[Records from a collection]
//! Timesheets repository: entries, holidays and corrections

use chrono::NaiveDate;
use sqlx::{Pool, Postgres};

use super::{crud::delete_by_id, sql::FilterBuilder};
use crate::{
    error::{AppError, AppResult, DbResultExt},
    models::{
        enums::{CorrectionStatus, DayType},
        timesheet::{
            month_bounds, CorrectionQuery, CreateHoliday, CreateTimesheetCorrection, Holiday, TimesheetCorrection,
            TimesheetEntry, TimesheetMonthQuery, UpsertTimesheetEntry,
        },
    },
};

const ENTRY_COLUMNS: &str = "id, personnel_record_id, work_date, hours_worked, day_type, comment, updated_at";

const CORRECTION_COLUMNS: &str = "id, personnel_record_id, work_date, requested_hours, requested_day_type, \
                                  reason, status, requested_by, reviewed_by, reviewed_at, created_at";

#[derive(Clone)]
pub struct TimesheetsRepository {
    pool: Pool<Postgres>,
}

impl TimesheetsRepository {
    pub fn new(pool: Pool<Postgres>) -> Self {
        Self { pool }
    }

    // Entries

    pub async fn upsert_entry(&self, data: &UpsertTimesheetEntry) -> AppResult<TimesheetEntry> {
        let sql = format!(
            r#"
            INSERT INTO timesheet_entries (personnel_record_id, work_date, hours_worked, day_type, comment)
            VALUES ($1, $2, $3, $4, $5)
            ON CONFLICT (personnel_record_id, work_date) DO UPDATE
            SET hours_worked = EXCLUDED.hours_worked,
                day_type = EXCLUDED.day_type,
                comment = EXCLUDED.comment,
                updated_at = NOW()
            RETURNING {}
            "#,
            ENTRY_COLUMNS
        );
        sqlx::query_as::<_, TimesheetEntry>(&sql)
            .bind(data.personnel_record_id)
            .bind(data.work_date)
            .bind(data.hours_worked)
            .bind(data.day_type)
            .bind(&data.comment)
            .fetch_one(&self.pool)
            .await
            .op("upsert timesheet entry")
    }

    /// Entries of one month for an employee or every employee of a department
    pub async fn list_month(&self, query: &TimesheetMonthQuery) -> AppResult<Vec<TimesheetEntry>> {
        let (first, last) = month_bounds(query.year, query.month)?;

        let mut filter = FilterBuilder::new(
            "SELECT e.id, e.personnel_record_id, e.work_date, e.hours_worked, e.day_type, e.comment, e.updated_at \
             FROM timesheet_entries e JOIN personnel_records r ON r.id = e.personnel_record_id",
        );
        filter
            .gte("e.work_date", Some(first))
            .lte("e.work_date", Some(last))
            .eq("e.personnel_record_id", query.personnel_record_id)
            .eq("r.department_id", query.department_id)
            .order_by("e.personnel_record_id, e.work_date");

        filter
            .into_query()
            .build_query_as::<TimesheetEntry>()
            .fetch_all(&self.pool)
            .await
            .op("list timesheet month")
    }

    pub async fn delete_entry(&self, id: i64) -> AppResult<()> {
        delete_by_id(&self.pool, "timesheet_entries", "Timesheet entry", "delete timesheet entry", id).await
    }

    // Holidays

    pub async fn create_holiday(&self, data: &CreateHoliday) -> AppResult<Holiday> {
        sqlx::query_as::<_, Holiday>(
            "INSERT INTO holidays (holiday_date, name) VALUES ($1, $2) RETURNING id, holiday_date, name",
        )
        .bind(data.holiday_date)
        .bind(&data.name)
        .fetch_one(&self.pool)
        .await
        .op("create holiday")
    }

    pub async fn list_holidays(&self, year: i32) -> AppResult<Vec<Holiday>> {
        sqlx::query_as::<_, Holiday>(
            r#"
            SELECT id, holiday_date, name FROM holidays
            WHERE EXTRACT(YEAR FROM holiday_date)::int = $1
            ORDER BY holiday_date
            "#,
        )
        .bind(year)
        .fetch_all(&self.pool)
        .await
        .op("list holidays")
    }

    pub async fn delete_holiday(&self, id: i64) -> AppResult<()> {
        delete_by_id(&self.pool, "holidays", "Holiday", "delete holiday", id).await
    }

    // Corrections

    /// File a pending correction
    pub async fn create_correction(
        &self,
        data: &CreateTimesheetCorrection,
        requested_by: i64,
    ) -> AppResult<TimesheetCorrection> {
        let sql = format!(
            r#"
            INSERT INTO timesheet_corrections (personnel_record_id, work_date, requested_hours,
                                               requested_day_type, reason, status, requested_by)
            VALUES ($1, $2, $3, $4, $5, $6, $7)
            RETURNING {}
            "#,
            CORRECTION_COLUMNS
        );
        sqlx::query_as::<_, TimesheetCorrection>(&sql)
            .bind(data.personnel_record_id)
            .bind(data.work_date)
            .bind(data.requested_hours)
            .bind(data.requested_day_type)
            .bind(&data.reason)
            .bind(CorrectionStatus::Pending)
            .bind(requested_by)
            .fetch_one(&self.pool)
            .await
            .op("create timesheet correction")
    }

    pub async fn list_corrections(&self, query: &CorrectionQuery) -> AppResult<Vec<TimesheetCorrection>> {
        let mut filter = FilterBuilder::new(format!("SELECT {} FROM timesheet_corrections", CORRECTION_COLUMNS));
        filter
            .eq("personnel_record_id", query.personnel_record_id)
            .eq("status", query.status)
            .order_by("created_at DESC, id DESC");

        filter
            .into_query()
            .build_query_as::<TimesheetCorrection>()
            .fetch_all(&self.pool)
            .await
            .op("list timesheet corrections")
    }

    /// pending → approved, writing the requested values into the timesheet
    #[tracing::instrument(skip(self))]
    pub async fn approve_correction(&self, id: i64, reviewed_by: i64) -> AppResult<()> {
        let mut tx = self.pool.begin().await.op("begin approve correction")?;

        let (personnel_record_id, work_date, hours, day_type): (i64, NaiveDate, f64, DayType) =
            sqlx::query_as(
                r#"
                UPDATE timesheet_corrections
                SET status = $1, reviewed_by = $2, reviewed_at = NOW()
                WHERE id = $3 AND status = $4
                RETURNING personnel_record_id, work_date, requested_hours, requested_day_type
                "#,
            )
            .bind(CorrectionStatus::Approved)
            .bind(reviewed_by)
            .bind(id)
            .bind(CorrectionStatus::Pending)
            .fetch_optional(&mut *tx)
            .await
            .op("approve correction")?
            .ok_or_else(|| AppError::NotFound(format!("Correction {} not found or not pending", id)))?;

        sqlx::query(
            r#"
            INSERT INTO timesheet_entries (personnel_record_id, work_date, hours_worked, day_type, comment)
            VALUES ($1, $2, $3, $4, $5)
            ON CONFLICT (personnel_record_id, work_date) DO UPDATE
            SET hours_worked = EXCLUDED.hours_worked,
                day_type = EXCLUDED.day_type,
                comment = EXCLUDED.comment,
                updated_at = NOW()
            "#,
        )
        .bind(personnel_record_id)
        .bind(work_date)
        .bind(hours)
        .bind(day_type)
        .bind(format!("correction #{}", id))
        .execute(&mut *tx)
        .await
        .op("apply correction")?;

        tx.commit().await.op("commit approve correction")?;

        tracing::info!(correction_id = id, personnel_record_id, %work_date, "Timesheet correction applied");
        Ok(())
    }

    /// pending → rejected; the timesheet is left as is
    pub async fn reject_correction(&self, id: i64, reviewed_by: i64) -> AppResult<()> {
        let result = sqlx::query(
            r#"
            UPDATE timesheet_corrections
            SET status = $1, reviewed_by = $2, reviewed_at = NOW()
            WHERE id = $3 AND status = $4
            "#,
        )
        .bind(CorrectionStatus::Rejected)
        .bind(reviewed_by)
        .bind(id)
        .bind(CorrectionStatus::Pending)
        .execute(&self.pool)
        .await
        .op("reject correction")?;
        if result.rows_affected() == 0 {
            return Err(AppError::NotFound(format!("Correction {} not found or not pending", id)));
        }
        Ok(())
    }
}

HOW TO COMPLETE THIS TASK:
Scan the records above line by line, counting those where the word "found" appears, and give the count alone.

FINISHED TASK:
2